Two paintings by Rob Davis present the subtle painterly forms of color field and abstract painters of another generation, wrought with dry wit and the materials of everyday vice. His canvas, “Hard to Earn” is a seductive web of tightly woven burgundy sinews. The subtle, allover approach and densely packed flat surface recalls early 1950s Norman Bluhm or Sam Francis. I am reminded of what it might feel like to look down at a fiery maze of bridges and canyons were a flying a fighter jet over an imaginary landscape. That the artist eschewed more traditional materials in favor of wine does add another layer to the conversation, but it does not make the work any less valid as simply what it is — a very good abstract painting.
Similarly, the work of Meghan Petras draws on a quirky strength found from mundane materials and approaches to artmaking. Her allover color fields and rhythmic biomorphic forms are exuberant and melodic but have a sort of self-aware containment that is perhaps lent by the materials she uses. Her small scale “Untitled” painting from 2012 reminds one of the deep color and mesmerizing subtle variation one finds in staring at the sky or the surface of the ocean.

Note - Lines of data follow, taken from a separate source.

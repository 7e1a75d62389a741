//! # Public API
//!
//! Entry points for the synchronization pipeline:
//!
//! - [`extract_anchors()`] - positional trace to visual anchors
//! - [`extract_bar_lines()`] - positional trace to measure positions
//! - [`extract_performance()`] - MIDI bytes to tempo and note timelines
//! - [`synchronize()`] - the whole pipeline, producing a [`Synchronization`]
//!
//! ## Typical Usage
//!
//! ```rust,no_run
//! use lysync::{synchronize, SyncConfig};
//!
//! let trace = std::fs::read_to_string("score.trace")?;
//! let midi = std::fs::read("score.midi")?;
//!
//! let sync = synchronize(&trace, &midi, &SyncConfig::default())?;
//! let mut time_code = sync.time_code()?;
//! time_code.register(Box::new(sync.score_cursor()));
//! for frame in time_code.render_all() {
//!     // hand frame.layers to a renderer
//! }
//! # Ok::<(), lysync::SyncError>(())
//! ```

use crate::align::{Alignment, AlignmentEngine, SyncPoint};
use crate::config::SyncConfig;
use crate::error::SyncError;
use crate::midi::{self, Performance};
use crate::tempo::TempoChange;
use crate::timecode::{ScoreCursor, TimeCode};
use crate::trace::{AnchorExtractor, PixelScale, ScoreSources, VisualAnchor};
use log::info;
use serde::Serialize;

/// Visual anchors of a positional trace, one per moment.
pub fn extract_anchors(trace: &str, config: &SyncConfig) -> Result<Vec<VisualAnchor>, SyncError> {
    AnchorExtractor::new(PixelScale::from_config(config)).extract(trace)
}

/// Like [`extract_anchors()`], consulting score text for `q` chords and
/// pitches missing from the trace.
pub fn extract_anchors_with_sources(
    trace: &str,
    sources: &ScoreSources,
    config: &SyncConfig,
) -> Result<Vec<VisualAnchor>, SyncError> {
    AnchorExtractor::new(PixelScale::from_config(config))
        .with_sources(sources)
        .extract(trace)
}

/// Bar line positions of a positional trace, starting with the left margin.
pub fn extract_bar_lines(trace: &str, config: &SyncConfig) -> Result<Vec<i64>, SyncError> {
    AnchorExtractor::new(PixelScale::from_config(config)).extract_bar_lines(trace)
}

/// Tempo timeline and note-on ticks of a standard MIDI file.
pub fn extract_performance(midi: &[u8]) -> Result<Performance, SyncError> {
    midi::extract_performance(midi)
}

/// Run extraction and alignment.
///
/// # Errors
/// Fails with a [`SyncError`] if any stage fails, notably
/// [`SyncError::NotEnoughSyncPoints`] when score and performance share
/// fewer than two instants.
pub fn synchronize(trace: &str, midi: &[u8], config: &SyncConfig) -> Result<Synchronization, SyncError> {
    synchronize_with_sources(trace, midi, &ScoreSources::new(), config)
}

pub fn synchronize_with_sources(
    trace: &str,
    midi: &[u8],
    sources: &ScoreSources,
    config: &SyncConfig,
) -> Result<Synchronization, SyncError> {
    config.validate()?;
    let anchors = extract_anchors_with_sources(trace, sources, config)?;
    let bar_lines = extract_bar_lines(trace, config)?;
    let performance = extract_performance(midi)?;

    let engine = AlignmentEngine::from_config(config, performance.resolution);
    let alignment = engine.align(&anchors, performance.ticks.clone())?;
    info!(
        "{} sync points, {} warnings",
        alignment.sync_points.len(),
        alignment.stats.warnings()
    );

    Ok(Synchronization {
        anchors,
        bar_lines,
        performance,
        alignment,
        fps: config.fps,
    })
}

/// Result of a pipeline run.
#[derive(Debug, Clone)]
pub struct Synchronization {
    pub anchors: Vec<VisualAnchor>,
    pub bar_lines: Vec<i64>,
    pub performance: Performance,
    pub alignment: Alignment,
    pub fps: f64,
}

impl Synchronization {
    pub fn sync_points(&self) -> &[SyncPoint] {
        &self.alignment.sync_points
    }

    /// A fresh frame scheduler over the aligned ticks.
    pub fn time_code(&self) -> Result<TimeCode, SyncError> {
        TimeCode::from_alignment(&self.alignment, self.performance.tempo.clone(), self.fps)
    }

    /// Note and measure cursor over the sync-point positions.
    pub fn score_cursor(&self) -> ScoreCursor {
        let measures = if self.bar_lines.len() > 1 {
            self.bar_lines.clone()
        } else {
            Vec::new()
        };
        ScoreCursor::new(self.alignment.pixel_positions(), measures)
    }

    /// Frame counts for every segment, as consumed by a video writer.
    pub fn schedule(&self) -> Result<Schedule, SyncError> {
        let mut time_code = self.time_code()?;
        let estimated_frames = time_code.estimate_frames().round() as u64;
        let mut segments = Vec::new();
        while !time_code.at_end() {
            let (Some(start_tick), Some(end_tick)) = (time_code.current_tick(), time_code.next_tick())
            else {
                break;
            };
            let start_seconds = time_code.current_offset();
            let frames = time_code.frames_for_segment();
            segments.push(Segment {
                start_tick,
                end_tick,
                start_seconds,
                frames,
            });
            time_code.go_to_next_segment();
        }

        Ok(Schedule {
            fps: self.fps,
            resolution: self.performance.resolution,
            tempo: self.performance.tempo.changes().to_vec(),
            sync_points: self.alignment.sync_points.clone(),
            segments,
            total_frames: time_code.frames_emitted(),
            estimated_frames,
            warnings: self.alignment.stats.warnings(),
        })
    }
}

#[derive(Debug, Clone, PartialEq, Serialize)]
#[serde(rename_all = "camelCase")]
pub struct Segment {
    pub start_tick: u64,
    pub end_tick: u64,
    pub start_seconds: f64,
    pub frames: usize,
}

/// Serializable summary of a run.
#[derive(Debug, Clone, PartialEq, Serialize)]
#[serde(rename_all = "camelCase")]
pub struct Schedule {
    pub fps: f64,
    pub resolution: u16,
    pub tempo: Vec<TempoChange>,
    pub sync_points: Vec<SyncPoint>,
    pub segments: Vec<Segment>,
    pub total_frames: u64,
    pub estimated_frames: u64,
    pub warnings: usize,
}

Despite its small size, if one allows oneself to focus on the surface of the work there is the same dislocating sense of enormity brought on, I think, by the dense rhythm of color. Its surface is disrupted by two horizontal bands where the artist has sewn the work together. This disruptive element could be nothing but intentional and serves to remind the viewer where they are, that this isn’t the ocean and that it’s not that serious.

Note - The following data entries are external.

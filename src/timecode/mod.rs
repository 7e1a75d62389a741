//! # Frame Scheduling
//!
//! [`TimeCode`] walks the aligned tick sequence one segment (pair of adjacent
//! ticks) at a time and decides how many video frames each segment gets.
//!
//! The frame budget of a segment is derived from absolute time:
//!
//! ```text
//! ideal   += seconds(current, next)
//! frames   = round(ideal * fps) - emitted
//! emitted += frames
//! ```
//!
//! so rounding never accumulates: after every segment the number of frames
//! produced is within half a frame of the ideal elapsed time.
//!
//! Media consumers ([`Media`]) are notified at each segment start with the
//! segment index and offsets in seconds, and render each frame from the
//! `(frame, frames_in_segment)` ratio.

use crate::align::Alignment;
use crate::error::SyncError;
use crate::tempo::TempoMap;
use log::{debug, info};
use serde::Serialize;

#[derive(Debug, Clone, Copy, PartialEq, Eq, Serialize)]
#[serde(rename_all = "lowercase")]
pub enum SchedulerState {
    Ready,
    Advancing,
    AtEnd,
}

/// What a media consumer draws for one frame.
#[derive(Debug, Clone, Copy, PartialEq, Serialize)]
#[serde(rename_all = "camelCase")]
pub struct CursorFrame {
    /// Cursor position in pixels.
    pub x: i64,
    /// Left and right edge of the measure containing the cursor.
    #[serde(skip_serializing_if = "Option::is_none")]
    pub measure_span: Option<(i64, i64)>,
    /// Offset (seconds) naming the slide shown with this frame.
    #[serde(skip_serializing_if = "Option::is_none")]
    pub slide_offset: Option<f64>,
}

/// A visual consumer driven by the scheduler.
pub trait Media {
    /// Called when segment `segment` becomes current, with its start and end
    /// in seconds from the beginning of the performance.
    fn on_segment(&mut self, segment: usize, current_offset: f64, next_offset: f64);

    /// Render frame `frame` of the `among` frames of the current segment.
    fn render(&self, frame: usize, among: usize) -> CursorFrame;
}

/// One frame request handed to [`TimeCode::for_each_frame`] callbacks.
#[derive(Debug, Clone, Copy, PartialEq, Eq, Serialize)]
#[serde(rename_all = "camelCase")]
pub struct FrameSlot {
    /// Index in the whole video.
    pub number: u64,
    pub segment: usize,
    pub frame: usize,
    pub among: usize,
}

#[derive(Debug, Clone, PartialEq, Serialize)]
#[serde(rename_all = "camelCase")]
pub struct RenderedFrame {
    pub slot: FrameSlot,
    pub layers: Vec<CursorFrame>,
}

pub struct TimeCode {
    ticks: Vec<u64>,
    tempo: TempoMap,
    fps: f64,
    current_index: usize,
    tempo_index: usize,
    ideal_seconds: f64,
    frames_emitted: u64,
    /// Frames already granted to the current segment.
    scheduled: Option<usize>,
    state: SchedulerState,
    media: Vec<Box<dyn Media>>,
}

impl TimeCode {
    /// Scheduler over `ticks` (ascending). Fewer than two ticks leave it
    /// [`SchedulerState::AtEnd`] from the start.
    pub fn new(ticks: Vec<u64>, tempo: TempoMap, fps: f64) -> Result<Self, SyncError> {
        if !(fps.is_finite() && fps > 0.0) {
            return Err(SyncError::Config(format!("fps must be positive, got {}", fps)));
        }
        let state = if ticks.len() < 2 {
            SchedulerState::AtEnd
        } else {
            SchedulerState::Ready
        };
        let tempo_index = ticks.first().map_or(0, |&tick| tempo.index_at(tick));
        let time_code = TimeCode {
            ticks,
            tempo,
            fps,
            current_index: 0,
            tempo_index,
            ideal_seconds: 0.0,
            frames_emitted: 0,
            scheduled: None,
            state,
            media: Vec::new(),
        };
        if let Some(&last) = time_code.ticks.last() {
            debug!("first tempo is {:.3} bpm", time_code.current_bpm());
            debug!("final MIDI tick is {}", last);
        }
        info!(
            "SYNC: approx. {} frames at {:.3} frames/sec",
            time_code.estimate_frames().round(),
            fps
        );
        Ok(time_code)
    }

    /// Scheduler over the matched ticks of an alignment plus the horizon.
    pub fn from_alignment(alignment: &Alignment, tempo: TempoMap, fps: f64) -> Result<Self, SyncError> {
        Self::new(alignment.tick_sequence(), tempo, fps)
    }

    /// Register a media consumer. It is immediately told about the current
    /// segment.
    pub fn register(&mut self, mut media: Box<dyn Media>) {
        if self.state != SchedulerState::AtEnd {
            media.on_segment(self.current_index, self.current_offset(), self.next_offset());
        }
        self.media.push(media);
    }

    pub fn state(&self) -> SchedulerState {
        self.state
    }

    pub fn at_end(&self) -> bool {
        self.state == SchedulerState::AtEnd
    }

    pub fn fps(&self) -> f64 {
        self.fps
    }

    pub fn ticks(&self) -> &[u64] {
        &self.ticks
    }

    pub fn segment_index(&self) -> usize {
        self.current_index
    }

    pub fn current_tick(&self) -> Option<u64> {
        self.ticks.get(self.current_index).copied()
    }

    pub fn next_tick(&self) -> Option<u64> {
        self.ticks.get(self.current_index + 1).copied()
    }

    /// Start of the current segment, in seconds from tick 0.
    pub fn current_offset(&self) -> f64 {
        self.current_tick()
            .map_or(0.0, |tick| self.tempo.seconds_at(tick))
    }

    /// End of the current segment, in seconds from tick 0.
    pub fn next_offset(&self) -> f64 {
        self.next_tick()
            .map_or_else(|| self.current_offset(), |tick| self.tempo.seconds_at(tick))
    }

    pub fn current_bpm(&self) -> f64 {
        self.tempo.changes()[self.tempo_index].beats_per_minute
    }

    pub fn ideal_seconds(&self) -> f64 {
        self.ideal_seconds
    }

    pub fn frames_emitted(&self) -> u64 {
        self.frames_emitted
    }

    pub fn seconds_elapsed(&self, start: u64, end: u64) -> f64 {
        self.tempo.seconds_between(start, end)
    }

    /// Frames for the current segment; 0 at the end. Repeated calls within
    /// one segment return the same count without advancing the clock.
    pub fn frames_for_segment(&mut self) -> usize {
        let (Some(current), Some(next)) = (self.current_tick(), self.next_tick()) else {
            return 0;
        };
        if self.at_end() {
            return 0;
        }
        if let Some(frames) = self.scheduled {
            return frames;
        }
        let segment_seconds = self.seconds_elapsed(current, next);
        self.ideal_seconds += segment_seconds;
        let target = (self.ideal_seconds * self.fps).round() as u64;
        let frames = target.saturating_sub(self.frames_emitted);
        debug!(
            "    ticks {} -> {}: {:.6} secs, ideal total {:.6} secs, {} frames",
            current, next, segment_seconds, self.ideal_seconds, frames
        );
        self.frames_emitted += frames;
        let frames = frames as usize;
        self.scheduled = Some(frames);
        frames
    }

    /// Move to the next segment and notify media. No-op at the end.
    pub fn go_to_next_segment(&mut self) {
        if self.at_end() {
            return;
        }
        self.current_index += 1;
        self.scheduled = None;
        if self.ticks.len() - self.current_index < 2 {
            self.state = SchedulerState::AtEnd;
            return;
        }
        self.state = SchedulerState::Advancing;
        if let Some(tick) = self.current_tick() {
            self.tempo_index = self.tempo.index_at(tick);
        }
        debug!(
            "ticks: {:?} -> {:?}",
            self.current_tick(),
            self.next_tick()
        );

        let segment = self.current_index;
        let (current, next) = (self.current_offset(), self.next_offset());
        for media in &mut self.media {
            media.on_segment(segment, current, next);
        }
    }

    /// Rough frame count from the final tick at the initial tempo.
    pub fn estimate_frames(&self) -> f64 {
        let Some(&last) = self.ticks.last() else {
            return 0.0;
        };
        let bpm = self.tempo.changes()[0].beats_per_minute;
        self.tempo.ticks_to_seconds(last, bpm) * self.fps
    }

    /// Drive every segment to the end, calling `render` once per frame in
    /// ascending order with the registered media.
    pub fn for_each_frame<F>(&mut self, mut render: F)
    where
        F: FnMut(FrameSlot, &[Box<dyn Media>]),
    {
        let mut number = 0u64;
        while !self.at_end() {
            let segment = self.current_index;
            let among = self.frames_for_segment();
            for frame in 0..among {
                render(
                    FrameSlot {
                        number,
                        segment,
                        frame,
                        among,
                    },
                    &self.media,
                );
                number += 1;
            }
            self.go_to_next_segment();
        }
    }

    /// Render every frame of every registered medium.
    pub fn render_all(&mut self) -> Vec<RenderedFrame> {
        let mut frames = Vec::new();
        self.for_each_frame(|slot, media| {
            let layers = media
                .iter()
                .map(|m| m.render(slot.frame, slot.among))
                .collect();
            frames.push(RenderedFrame { slot, layers });
        });
        frames
    }

    /// Frame counts of all remaining segments, without rendering.
    pub fn schedule(&mut self) -> Vec<usize> {
        let mut counts = Vec::new();
        while !self.at_end() {
            counts.push(self.frames_for_segment());
            self.go_to_next_segment();
        }
        counts
    }
}

/// Interpolate from `start` by `travel * frame / among`, rounded.
fn interpolate(start: f64, travel: f64, frame: usize, among: usize) -> f64 {
    if among == 0 {
        return start;
    }
    start + (frame as f64 * travel / among as f64).round()
}

/// Note cursor over the score, moving between successive sync-point pixel
/// positions, with an optional measure cursor from bar line positions.
#[derive(Debug, Clone)]
pub struct ScoreCursor {
    notes_x: Vec<i64>,
    measures_x: Vec<i64>,
    note_index: usize,
    measure_index: usize,
}

impl ScoreCursor {
    pub fn new(mut notes_x: Vec<i64>, measures_x: Vec<i64>) -> Self {
        // the last position is held through the final segment
        if let Some(&last) = notes_x.last() {
            notes_x.push(last);
        }
        ScoreCursor {
            notes_x,
            measures_x,
            note_index: 0,
            measure_index: 0,
        }
    }

    pub fn current_x(&self) -> i64 {
        self.notes_x.get(self.note_index).copied().unwrap_or(0)
    }

    fn travel_to_next(&self) -> i64 {
        let index = self.note_index;
        match (self.notes_x.get(index), self.notes_x.get(index + 1)) {
            (Some(&here), Some(&next)) => next - here,
            _ => 0,
        }
    }
}

impl Media for ScoreCursor {
    fn on_segment(&mut self, segment: usize, _current_offset: f64, _next_offset: f64) {
        self.note_index = segment;
        let x = self.current_x();
        self.measure_index = self
            .measures_x
            .windows(2)
            .position(|span| x <= span[1])
            .unwrap_or(self.measures_x.len().saturating_sub(1));
    }

    fn render(&self, frame: usize, among: usize) -> CursorFrame {
        let x = interpolate(
            self.current_x() as f64,
            self.travel_to_next() as f64,
            frame,
            among,
        ) as i64;
        let measure_span = match (
            self.measures_x.get(self.measure_index),
            self.measures_x.get(self.measure_index + 1),
        ) {
            (Some(&start), Some(&end)) => Some((start, end)),
            _ => None,
        };
        CursorFrame {
            x,
            measure_span,
            slide_offset: None,
        }
    }
}

/// A cursor sweeping linearly over an auxiliary slide, from `start_x` at
/// offset 0 to `end_x` at `last_offset` seconds.
#[derive(Debug, Clone)]
pub struct SlideCursor {
    start_x: f64,
    scale: f64,
    start_offset: f64,
    end_offset: f64,
}

impl SlideCursor {
    pub fn new(start_x: i64, end_x: i64, last_offset: f64) -> Self {
        let scale = if last_offset > 0.0 {
            (end_x - start_x) as f64 / last_offset
        } else {
            0.0
        };
        SlideCursor {
            start_x: start_x as f64,
            scale,
            start_offset: 0.0,
            end_offset: 0.0,
        }
    }
}

impl Media for SlideCursor {
    fn on_segment(&mut self, _segment: usize, current_offset: f64, next_offset: f64) {
        self.start_offset = current_offset;
        self.end_offset = next_offset;
    }

    fn render(&self, frame: usize, among: usize) -> CursorFrame {
        let start = self.start_offset * self.scale;
        let end = self.end_offset * self.scale;
        let x = interpolate(start, end - start, frame, among) + self.start_x;
        CursorFrame {
            x: x as i64,
            measure_span: None,
            slide_offset: Some(self.start_offset),
        }
    }
}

Angel Otero’s rippling surfaces seem like a demonic bed that refuses to be made. His paint plays like light dancing upon a rolling tectonic mess. The resulting picture is hard to define; it is light, airy, and playful yet totally gritty at the same time. More than anything it makes me want to touch it, which makes me pay attention to the surface probably more than I would have normally — a neat trick.
Joanne Greenbaum’s “Untitled” (2012) is full of similar contradictions. Her loud, brightly colored surface is perhaps unified by its commonly head chromatic mania, however, its various applied mediums feel like a of schizophrenic shouting match that somehow ends up melodious. A hulk-like biomorph of oozy green and black — that probably shouldn’t feel sexy but does in an “I’m embarrassed to admit it” kind of way — dominates the center of the canvass. The childlike doodles, painterly hatches of color, and other markings form a structure so purposefully lacking in coherent composition that it seems to work. This is what painting looks like when it power-clashes.

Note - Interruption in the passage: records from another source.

// Matter presets through the wire-level API, and the three verdicts the
// field-equation verifier can reach.

use gravlab::api::{
    build_stress_energy, verify_efe, EfeRequest, MetricInput, StressEnergyInput,
    StressEnergyRequest,
};
use gravlab::{CoreError, PipelineContext, SimplifyOptions};

fn flat_metric() -> MetricInput {
    MetricInput {
        coordinate_names: Some(vec!["t".into(), "x".into(), "y".into(), "z".into()]),
        components: vec![
            vec!["-1".into(), "0".into(), "0".into(), "0".into()],
            vec!["0".into(), "1".into(), "0".into(), "0".into()],
            vec!["0".into(), "0".into(), "1".into(), "0".into()],
            vec!["0".into(), "0".into(), "0".into(), "1".into()],
        ],
    }
}

fn input(method: &str) -> StressEnergyInput {
    StressEnergyInput {
        definition_method: method.into(),
        preset_name: None,
        density_symbol: None,
        pressure_symbol: None,
        components: None,
    }
}

#[test]
fn dust_is_a_single_time_time_component() {
    let mut ctx = PipelineContext::new(SimplifyOptions::enabled());
    let request = StressEnergyRequest {
        definition: input("dust"),
        metric_input: Some(flat_metric()),
    };
    let response = build_stress_energy(&request, &mut ctx).unwrap();
    assert_eq!(response.stress_energy.len(), 1);
    assert_eq!(response.stress_energy["00"].expression, "rho");
}

#[test]
fn perfect_fluid_needs_a_metric() {
    let mut ctx = PipelineContext::new(SimplifyOptions::enabled());
    let request = StressEnergyRequest {
        definition: input("perfect_fluid"),
        metric_input: None,
    };
    let err = build_stress_energy(&request, &mut ctx).unwrap_err();
    assert!(matches!(err, CoreError::MissingMetric(_)));
}

#[test]
fn perfect_fluid_in_flat_space_is_diagonal() {
    let mut ctx = PipelineContext::new(SimplifyOptions::enabled());
    let request = StressEnergyRequest {
        definition: input("perfect_fluid"),
        metric_input: Some(flat_metric()),
    };
    let response = build_stress_energy(&request, &mut ctx).unwrap();
    // T_00 = rho, T_ii = p
    assert_eq!(response.stress_energy["00"].expression, "rho");
    assert_eq!(response.stress_energy["11"].expression, "p");
    assert_eq!(response.stress_energy["33"].expression, "p");
    assert_eq!(response.stress_energy.len(), 4);
}

#[test]
fn custom_symbol_names_flow_through() {
    let mut ctx = PipelineContext::new(SimplifyOptions::enabled());
    let request = StressEnergyRequest {
        definition: StressEnergyInput {
            definition_method: "perfect_fluid".into(),
            preset_name: None,
            density_symbol: Some("mu".into()),
            pressure_symbol: Some("P".into()),
            components: None,
        },
        metric_input: Some(flat_metric()),
    };
    let response = build_stress_energy(&request, &mut ctx).unwrap();
    assert_eq!(response.stress_energy["00"].expression, "mu");
    assert_eq!(response.stress_energy["22"].expression, "P");
}

#[test]
fn explicit_grid_round_trips() {
    let mut components = vec![vec!["0".to_string(); 4]; 4];
    components[0][0] = "rho*r^2".into();
    let mut ctx = PipelineContext::new(SimplifyOptions::enabled());
    let request = StressEnergyRequest {
        definition: StressEnergyInput {
            definition_method: "explicit".into(),
            preset_name: None,
            density_symbol: None,
            pressure_symbol: None,
            components: Some(components),
        },
        metric_input: Some(flat_metric()),
    };
    let response = build_stress_energy(&request, &mut ctx).unwrap();
    assert_eq!(response.stress_energy.len(), 1);
    assert!(response.stress_energy["00"].expression.contains("rho"));
}

#[test]
fn verifier_distinguishes_violated_from_unproven() {
    // flat metric + dust: G = 0 against T != 0 is provably wrong
    let mut ctx = PipelineContext::new(SimplifyOptions::enabled());
    let violated = verify_efe(
        &EfeRequest {
            metric_input: flat_metric(),
            stress_energy_input: input("dust"),
            kappa: None,
        },
        &mut ctx,
    )
    .unwrap();
    assert!(!violated.verified);
    assert!(violated.message.contains("violated"), "{}", violated.message);

    // flat metric + vacuum: exactly satisfied
    let mut ctx = PipelineContext::new(SimplifyOptions::enabled());
    let verified = verify_efe(
        &EfeRequest {
            metric_input: flat_metric(),
            stress_energy_input: input("vacuum"),
            kappa: None,
        },
        &mut ctx,
    )
    .unwrap();
    assert!(verified.verified);
    assert!(verified.message.contains("verified"), "{}", verified.message);
}

#[test]
fn kappa_override_rescales_the_check() {
    // with kappa = 0 any stress-energy trivially verifies against flat
    // space
    let mut ctx = PipelineContext::new(SimplifyOptions::enabled());
    let response = verify_efe(
        &EfeRequest {
            metric_input: flat_metric(),
            stress_energy_input: input("dust"),
            kappa: Some(0.0),
        },
        &mut ctx,
    )
    .unwrap();
    assert!(response.verified, "{}", response.message);
}
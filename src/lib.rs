//! gravlab — symbolic general-relativity pipeline: metric in, curvature
//! tensors, field-equation verdicts, geodesics, and embedding surfaces out.

pub mod api;
pub mod cli;
pub mod commands;
pub mod config;
pub mod core;

pub use crate::core::error::CoreError;
pub use crate::core::expr::Expr;
pub use crate::core::geometry::PipelineContext;
pub use crate::core::simplify::SimplifyOptions;
pub use crate::core::tensor::{CoordinateBasis, Tensor, DEFAULT_COORDS};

Jonathan Allmaier’s “Six Green Points” is minimal, but oddly eventful. The artist paints most of his pictures in a way that reveals the stretcher bar behind his canvases. On top of this pre-ordained composition, Allmaier works playfully, lightly floating white onto white. The only interruption is six casual brief streaks of green. The resulting painting sighs at the viewer in a practiced non-committal manner that only works for the self-assured and ultra-confident.
Josh Smith, probably the best known of the artists in the show, is now making monochrome paintings that were recently on view at Luhring Augustine in Chelsea. The works in this show are from 2011 and far from minimal. Their Xerox-collage surfaces are loud and unbalanced. Yet there is a kind of painterly logic to this work. It is probably fitting that the work that looks least like painting is the most eager to prove Gahl’s thesis. It is a combined yearning to transcend the everyday and banal that unites these artists. While other generations have done this with fetid brows and heroic gesture the artists in this exhibition seem to temper their efforts with humility and humor. The result is a sum greater than its parts. With A Pinch of Saffron, Dash of Vermouth, Gahl has created an effervescent mixture that seems to escape direct definition but leaves a pleasant if not undefinable impression.